- _What is being asked_: If a line of the data contains the word "derive", it is counted; report how many such lines there are and nothing else.

/---

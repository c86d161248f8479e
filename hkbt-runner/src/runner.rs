//! Single-backtest driver: wires a `BacktestRequest` to the data pipeline,
//! the simulator, and the output schema.

use std::time::Instant;

use tracing::{info, warn};

use hkbt_core::calendar::TradingCalendar;
use hkbt_core::context::Context;
use hkbt_core::data::pipeline::{prepare, PrepareRequest};
use hkbt_core::data::source::Sleeper;
use hkbt_core::domain::{Instrument, InstrumentTable};
use hkbt_core::engine::{Simulator, SimulatorConfig};
use hkbt_core::error::HkError;

use crate::config::BacktestRequest;
use crate::error::RunError;
use crate::result::BacktestResult;

/// Runs one backtest end to end: fetch/validate/adjust (data pipeline),
/// replay (simulator), then shape the output schema (spec.md §6).
///
/// `instruments` resolves the request's symbol to its lot size/ETF flag; the
/// default table (`InstrumentTable::new()`) is almost always the right
/// choice unless the caller has its own symbol metadata overrides.
pub fn run_backtest(
    request: &BacktestRequest,
    ctx: &Context,
    sleeper: &dyn Sleeper,
    instruments: &InstrumentTable,
) -> BacktestResult {
    let started = Instant::now();
    let config_hash = request.config_hash();

    match run_backtest_inner(request, ctx, sleeper, instruments) {
        Ok(result) => finish(result, started, ctx),
        Err(err) => {
            warn!(symbol = %request.symbol, code = err.code(), "backtest failed");
            BacktestResult::failure(
                request.symbol.clone(),
                config_hash,
                err.code(),
                err.to_string(),
                ctx.clock.now().and_utc(),
            )
        }
    }
}

fn finish(mut result: BacktestResult, started: Instant, ctx: &Context) -> BacktestResult {
    result.execution_time_ms = started.elapsed().as_millis() as u64;
    result.report_generated_at = ctx.clock.now().and_utc();
    result
}

fn run_backtest_inner(
    request: &BacktestRequest,
    ctx: &Context,
    sleeper: &dyn Sleeper,
    instruments: &InstrumentTable,
) -> Result<BacktestResult, RunError> {
    request.validate()?;

    let instrument: Instrument = instruments.lookup(&request.symbol);
    let calendar = TradingCalendar::new();

    let data = prepare(
        ctx.market_data.as_ref(),
        sleeper,
        &calendar,
        instrument.clone(),
        PrepareRequest {
            symbol: &request.symbol,
            interval: request.interval,
            start: request.start_time,
            end: request.end_time,
        },
    )
    .map_err(RunError::Core)?;

    info!(
        symbol = %request.symbol,
        warmup_len = data.warmup_len(),
        backtest_len = data.backtest_len(),
        quality_score = data.quality.score,
        "prepared backtest data"
    );

    let mut config = SimulatorConfig::new(request.initial_capital, request.interval, request.initial_capital * 0.4)
        .with_strategy_filter(request.strategy.as_filter());
    if let Some(rate) = request.slippage_rate_override {
        config.slippage_rate = rate;
    }
    if let Some(rate) = request.commission_rate_override {
        config.commission_schedule.commission.rate = rate;
    }

    let mut simulator = Simulator::new(config, instrument);
    let outcome = simulator.run(&data, &ctx.cancel);

    if outcome.cancelled {
        return Err(RunError::Core(HkError::Cancelled));
    }

    let trades = if request.generate_detailed_report {
        outcome.portfolio.trades.clone()
    } else {
        Vec::new()
    };
    let equity_curve = if request.generate_detailed_report {
        outcome.portfolio.equity_curve.clone()
    } else {
        Vec::new()
    };

    Ok(BacktestResult::from_metrics(
        request.symbol.clone(),
        request.config_hash(),
        &outcome.metrics,
        trades,
        equity_curve,
        outcome.rejected_signals,
        outcome.cancelled,
        0,
        ctx.clock.now().and_utc(),
    ))
}
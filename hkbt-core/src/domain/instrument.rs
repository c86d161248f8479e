//! Symbol metadata table (spec.md §6): `{lotSize, isETF, displayName}`.

use serde::{Deserialize, Serialize};
use std::collections::HashMap;

#[derive(Debug, Clone, PartialEq, Serialize, Deserialize)]
pub struct Instrument {
    pub symbol: String,
    pub display_name: String,
    pub lot_size: u64,
    pub is_etf: bool,
}

impl Instrument {
    pub fn new(symbol: impl Into<String>, lot_size: u64, is_etf: bool) -> Self {
        let symbol = symbol.into();
        Self {
            display_name: symbol.clone(),
            symbol,
            lot_size,
            is_etf,
        }
    }

    /// Quantize a desired quantity down to a whole multiple of the lot size.
    pub fn round_to_lot(&self, quantity: f64) -> u64 {
        let lots = (quantity / self.lot_size as f64).floor();
        (lots.max(0.0) as u64) * self.lot_size
    }
}

/// Per-symbol overrides; default `lotSize=100`, `isETF=false` (spec.md §6).
#[derive(Debug, Clone, Default)]
pub struct InstrumentTable {
    overrides: HashMap<String, Instrument>,
}

impl InstrumentTable {
    pub fn new() -> Self {
        let mut overrides = HashMap::new();
        overrides.insert("00005.HK".into(), Instrument::new("00005.HK", 400, false));
        overrides.insert("00939.HK".into(), Instrument::new("00939.HK", 1000, false));
        overrides.insert("01299.HK".into(), Instrument::new("01299.HK", 500, false));
        for etf in ["02800.HK", "03033.HK"] {
            overrides.insert(etf.into(), Instrument::new(etf, 100, true));
        }
        Self { overrides }
    }

    pub fn insert(&mut self, instrument: Instrument) {
        self.overrides.insert(instrument.symbol.clone(), instrument);
    }

    pub fn lookup(&self, symbol: &str) -> Instrument {
        self.overrides
            .get(symbol)
            .cloned()
            .unwrap_or_else(|| Instrument::new(symbol, 100, false))
    }
}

\---

- _Your solution_: 2